-- Opening Marker --

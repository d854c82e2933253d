//! In-process implementations of the persistence traits.

use std::collections::{BTreeMap, HashMap};
use std::io::Read;
use std::sync::{Mutex, MutexGuard, PoisonError};

use chrono::{NaiveDate, NaiveDateTime, NaiveTime};
use serde::Deserialize;

use super::domain::{
    ChatId, CoverageAssignment, Location, NewReport, ReportId, ReportKind, ReportRecord,
    StaffMember, StaffRole,
};
use super::repository::{DirectoryRepository, ReportRepository, RepositoryError, UniqueKey};

#[derive(Debug, Default)]
struct ReportTable {
    next_id: u64,
    rows: BTreeMap<ReportId, ReportRecord>,
    unique: HashMap<UniqueKey, ReportId>,
}

/// Report store with a unique index on `(location, kind, add_date)`.
#[derive(Debug, Default)]
pub struct InMemoryReportStore {
    table: Mutex<ReportTable>,
}

impl InMemoryReportStore {
    fn table(&self) -> Result<MutexGuard<'_, ReportTable>, RepositoryError> {
        self.table
            .lock()
            .map_err(|_| RepositoryError::Unavailable("report table lock poisoned".to_string()))
    }

    pub fn len(&self) -> usize {
        self.table().map(|table| table.rows.len()).unwrap_or(0)
    }

    pub fn is_empty(&self) -> bool {
        self.len() == 0
    }
}

impl ReportRepository for InMemoryReportStore {
    fn insert(&self, report: NewReport) -> Result<ReportRecord, RepositoryError> {
        let mut table = self.table()?;
        let key = UniqueKey::of(&report);
        let constrained = report.kind.spec().is_unique_per_day();

        if constrained {
            if let Some(existing) = table.unique.get(&key).and_then(|id| table.rows.get(id)) {
                return Err(RepositoryError::Duplicate {
                    key,
                    existing: Box::new(existing.clone()),
                });
            }
        }

        table.next_id += 1;
        let id = ReportId(table.next_id);
        let record = ReportRecord::from_new(id, report);
        if constrained {
            table.unique.insert(key, id);
        }
        table.rows.insert(id, record.clone());
        Ok(record)
    }

    fn find_unique(&self, key: &UniqueKey) -> Result<Option<ReportRecord>, RepositoryError> {
        let table = self.table()?;
        if let Some(record) = table.unique.get(key).and_then(|id| table.rows.get(id)) {
            return Ok(Some(record.clone()));
        }

        // Unconstrained kinds are not indexed; fall back to a scan.
        Ok(table
            .rows
            .values()
            .find(|record| {
                record.kind == key.kind
                    && record.add_date == key.add_date
                    && record.location == key.location
            })
            .cloned())
    }

    fn find_by_id(&self, id: ReportId) -> Result<ReportRecord, RepositoryError> {
        self.table()?
            .rows
            .get(&id)
            .cloned()
            .ok_or(RepositoryError::NotFound)
    }

    fn find_by_date_range(
        &self,
        kind: Option<ReportKind>,
        start: NaiveDate,
        end: NaiveDate,
    ) -> Result<Vec<ReportRecord>, RepositoryError> {
        let table = self.table()?;
        Ok(table
            .rows
            .values()
            .filter(|record| record.add_date >= start && record.add_date <= end)
            .filter(|record| kind.map_or(true, |kind| record.kind == kind))
            .cloned()
            .collect())
    }

    fn mark_verified(
        &self,
        id: ReportId,
        comment: &str,
        duration: NaiveTime,
        verified_at: NaiveDateTime,
    ) -> Result<ReportRecord, RepositoryError> {
        let mut table = self.table()?;
        let record = table.rows.get_mut(&id).ok_or(RepositoryError::NotFound)?;
        record.verified = true;
        record.comment = comment.to_string();
        record.verification_duration = Some(duration);
        record.verified_at = Some(verified_at);
        Ok(record.clone())
    }
}

#[derive(Debug, Default)]
struct DirectoryTables {
    locations: BTreeMap<String, Location>,
    staff: BTreeMap<ChatId, StaffMember>,
    coverage: Vec<CoverageAssignment>,
}

impl DirectoryTables {
    fn put_location(&mut self, location: Location) {
        self.locations.insert(location.name.clone(), location);
    }

    fn put_staff(&mut self, member: StaffMember) {
        self.staff.insert(member.chat_id, member);
    }

    /// One assignment per approver; a newer row replaces the older one.
    fn put_coverage(&mut self, assignment: CoverageAssignment) {
        self.coverage
            .retain(|existing| existing.approver_id != assignment.approver_id);
        self.coverage.push(assignment);
    }
}

/// Locations, staff, and coverage held in memory.
#[derive(Debug, Default)]
pub struct InMemoryDirectory {
    tables: Mutex<DirectoryTables>,
}

impl InMemoryDirectory {
    fn tables(&self) -> Result<MutexGuard<'_, DirectoryTables>, RepositoryError> {
        self.tables
            .lock()
            .map_err(|_| RepositoryError::Unavailable("directory lock poisoned".to_string()))
    }

    fn from_tables(tables: DirectoryTables) -> Self {
        Self {
            tables: Mutex::new(tables),
        }
    }

    /// Builders own the directory, so no other holder can have poisoned
    /// the lock.
    fn tables_mut(&mut self) -> &mut DirectoryTables {
        self.tables.get_mut().unwrap_or_else(PoisonError::into_inner)
    }

    pub fn with_location(mut self, name: &str, alias: &str) -> Self {
        self.tables_mut().put_location(Location {
            name: name.to_string(),
            alias: alias.to_string(),
            active: true,
        });
        self
    }

    pub fn with_staff(mut self, member: StaffMember) -> Self {
        self.tables_mut().put_staff(member);
        self
    }

    pub fn with_coverage(mut self, approver_id: ChatId, covered_locations: &str) -> Self {
        self.tables_mut().put_coverage(CoverageAssignment {
            approver_id,
            covered_locations: covered_locations.to_string(),
        });
        self
    }

    pub fn put_location(&self, location: Location) -> Result<(), RepositoryError> {
        self.tables()?.put_location(location);
        Ok(())
    }

    pub fn put_staff(&self, member: StaffMember) -> Result<(), RepositoryError> {
        self.tables()?.put_staff(member);
        Ok(())
    }

    pub fn put_coverage(&self, assignment: CoverageAssignment) -> Result<(), RepositoryError> {
        self.tables()?.put_coverage(assignment);
        Ok(())
    }

    /// Seeds the directory from CSV exports (`name,alias,active`,
    /// `chat_id,first_name,last_name,location,role,active`,
    /// `approver_id,locations`).
    pub fn from_csv<L: Read, S: Read, C: Read>(
        locations: L,
        staff: S,
        coverage: C,
    ) -> Result<Self, DirectoryImportError> {
        let mut tables = DirectoryTables::default();

        for row in reader(locations).deserialize::<LocationRow>() {
            let row = row?;
            tables.put_location(Location {
                name: row.name,
                alias: row.alias,
                active: row.active.unwrap_or(true),
            });
        }

        for row in reader(staff).deserialize::<StaffRow>() {
            let row = row?;
            tables.put_staff(StaffMember {
                chat_id: ChatId(row.chat_id),
                first_name: row.first_name,
                last_name: row.last_name,
                home_location: row.location,
                role: row.role.unwrap_or(StaffRole::Staff),
                active: row.active.unwrap_or(true),
            });
        }

        for row in reader(coverage).deserialize::<CoverageRow>() {
            let row = row?;
            tables.put_coverage(CoverageAssignment {
                approver_id: ChatId(row.approver_id),
                covered_locations: row.locations,
            });
        }

        Ok(Self::from_tables(tables))
    }
}

fn reader<R: Read>(source: R) -> csv::Reader<R> {
    csv::ReaderBuilder::new()
        .trim(csv::Trim::All)
        .from_reader(source)
}

#[derive(Debug, Deserialize)]
struct LocationRow {
    name: String,
    alias: String,
    #[serde(default)]
    active: Option<bool>,
}

#[derive(Debug, Deserialize)]
struct StaffRow {
    chat_id: i64,
    first_name: String,
    last_name: String,
    location: String,
    #[serde(default)]
    role: Option<StaffRole>,
    #[serde(default)]
    active: Option<bool>,
}

#[derive(Debug, Deserialize)]
struct CoverageRow {
    approver_id: i64,
    locations: String,
}

#[derive(Debug, thiserror::Error)]
pub enum DirectoryImportError {
    #[error("malformed directory csv: {0}")]
    Csv(#[from] csv::Error),
    #[error("unable to open {path}: {source}")]
    Open {
        path: String,
        source: std::io::Error,
    },
}

impl DirectoryRepository for InMemoryDirectory {
    fn location(&self, name: &str) -> Result<Option<Location>, RepositoryError> {
        Ok(self.tables()?.locations.get(name.trim()).cloned())
    }

    fn locations(&self) -> Result<Vec<Location>, RepositoryError> {
        Ok(self.tables()?.locations.values().cloned().collect())
    }

    fn coverage_assignments(&self) -> Result<Vec<CoverageAssignment>, RepositoryError> {
        Ok(self.tables()?.coverage.clone())
    }

    fn staff(&self, chat_id: ChatId) -> Result<Option<StaffMember>, RepositoryError> {
        Ok(self.tables()?.staff.get(&chat_id).cloned())
    }

    fn active_staff(&self) -> Result<Vec<StaffMember>, RepositoryError> {
        Ok(self
            .tables()?
            .staff
            .values()
            .filter(|member| member.active)
            .cloned()
            .collect())
    }
}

-- Closing Marker --

Note how many lines of the material hold the word "ReportTable", then state that number alone.

3